It has been a few years since cloning controversies dominated the news, but that may change now that scientists at Oregon Health & Science University claim to have overcome previous barriers, creating human embryonic stem cells (hESC) using the technique that leads to reproductive cloning.
In somatic cell nuclear transfer (SCNT), a donor cell is transferred to an egg cell whose nucleus has been removed, creating a human embryo. "Our finding offers new ways of generating stem cells for patients with dysfunctional or damaged tissues and organs," developmental and stem cell biologist Shoukhrat Mitalipov is quoted as saying in a press release that accompanied publication of the paper today in the journal Cell. "Such stem cells can regenerate and replace those damaged cells and tissues and alleviate diseases that affect millions of people," Mitalipov said.
Other researchers have used SCNT to generate only mouse and monkey embryonic stem cells, the press release said, but "those attempts failed to produce human SCNT embryos that could progress beyond the 8-cell stage, falling far short of the 150-cell blastocyst stage that could provide hESCs for clinical purposes."

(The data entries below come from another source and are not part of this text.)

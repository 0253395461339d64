// ABOUTME: Body assessment configuration: BMI bands, healthy BMI range, hydration, height guard
// ABOUTME: BMI bands are scanned ascending for the first upper bound above the measured BMI
//
// SPDX-License-Identifier: MIT OR Apache-2.0
// Copyright (c) 2025 ELSA Coaching

use serde::{Deserialize, Serialize};

use super::error::ConfigError;
use crate::assessment::BodyStatus;

/// One BMI classification band
#[derive(Debug, Clone, Copy, Serialize, Deserialize, PartialEq)]
pub struct BmiBand {
    /// Exclusive upper bound
    pub upper_bound: f64,
    /// Status for BMIs below the bound
    pub status: BodyStatus,
}

/// Body assessment configuration
///
/// Scan rule: `bmi_bands` ascending, first band whose `upper_bound` is
/// strictly greater than the BMI wins; otherwise `fallback_status`.
#[derive(Debug, Clone, Serialize, Deserialize)]
pub struct AssessmentConfig {
    /// Ascending BMI bands
    pub bmi_bands: Vec<BmiBand>,
    /// Status above every band
    pub fallback_status: BodyStatus,
    /// Lowest healthy BMI (19.5)
    pub healthy_bmi_low: f64,
    /// Ideal BMI (21.7)
    pub ideal_bmi: f64,
    /// Highest healthy BMI (23.9)
    pub healthy_bmi_high: f64,
    /// Daily liquid requirement per kg of body weight (ml)
    pub liquid_ml_per_kg: f64,
    /// Heights below this are clamped before dividing (cm)
    pub min_height_cm: f64,
}

impl Default for AssessmentConfig {
    fn default() -> Self {
        let bands = [
            (18.4, BodyStatus::Underweight),
            (24.9, BodyStatus::Normal),
            (29.9, BodyStatus::Overweight),
            (34.9, BodyStatus::ObesityType1),
            (39.9, BodyStatus::ObesityType2),
        ];
        Self {
            bmi_bands: bands
                .into_iter()
                .map(|(upper_bound, status)| BmiBand {
                    upper_bound,
                    status,
                })
                .collect(),
            fallback_status: BodyStatus::MorbidObesity,
            healthy_bmi_low: 19.5,
            ideal_bmi: 21.7,
            healthy_bmi_high: 23.9,
            liquid_ml_per_kg: 35.0,
            min_height_cm: 50.0,
        }
    }
}

impl AssessmentConfig {
    /// Validate the assessment tables
    ///
    /// # Errors
    ///
    /// Returns an error if bands are unordered or the healthy range is inverted
    pub fn validate(&self) -> Result<(), ConfigError> {
        if self.bmi_bands.is_empty() {
            return Err(ConfigError::MissingField("assessment.bmi_bands"));
        }
        if self
            .bmi_bands
            .windows(2)
            .any(|pair| pair[0].upper_bound >= pair[1].upper_bound)
        {
            return Err(ConfigError::InvalidRange(
                "assessment.bmi_bands must be strictly ascending",
            ));
        }
        if !(self.healthy_bmi_low < self.ideal_bmi && self.ideal_bmi < self.healthy_bmi_high) {
            return Err(ConfigError::InvalidRange(
                "healthy_bmi_low < ideal_bmi < healthy_bmi_high must hold",
            ));
        }
        if self.liquid_ml_per_kg <= 0.0 {
            return Err(ConfigError::ValueOutOfRange(
                "liquid_ml_per_kg must be positive",
            ));
        }
        if self.min_height_cm <= 0.0 {
            return Err(ConfigError::ValueOutOfRange("min_height_cm must be positive"));
        }
        Ok(())
    }
}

Mitalipov and his team "transferred nuclei from human skin cells into the cytoplasm of human egg cells, generating blastocysts that gave rise to hESC colonies. The resulting hESCs resembled those derived from fertilized embryos, had no chromosomal abnormalities, showed normal gene activity, and were capable of turning into more specialized cell types that could be used for replacing damaged tissues."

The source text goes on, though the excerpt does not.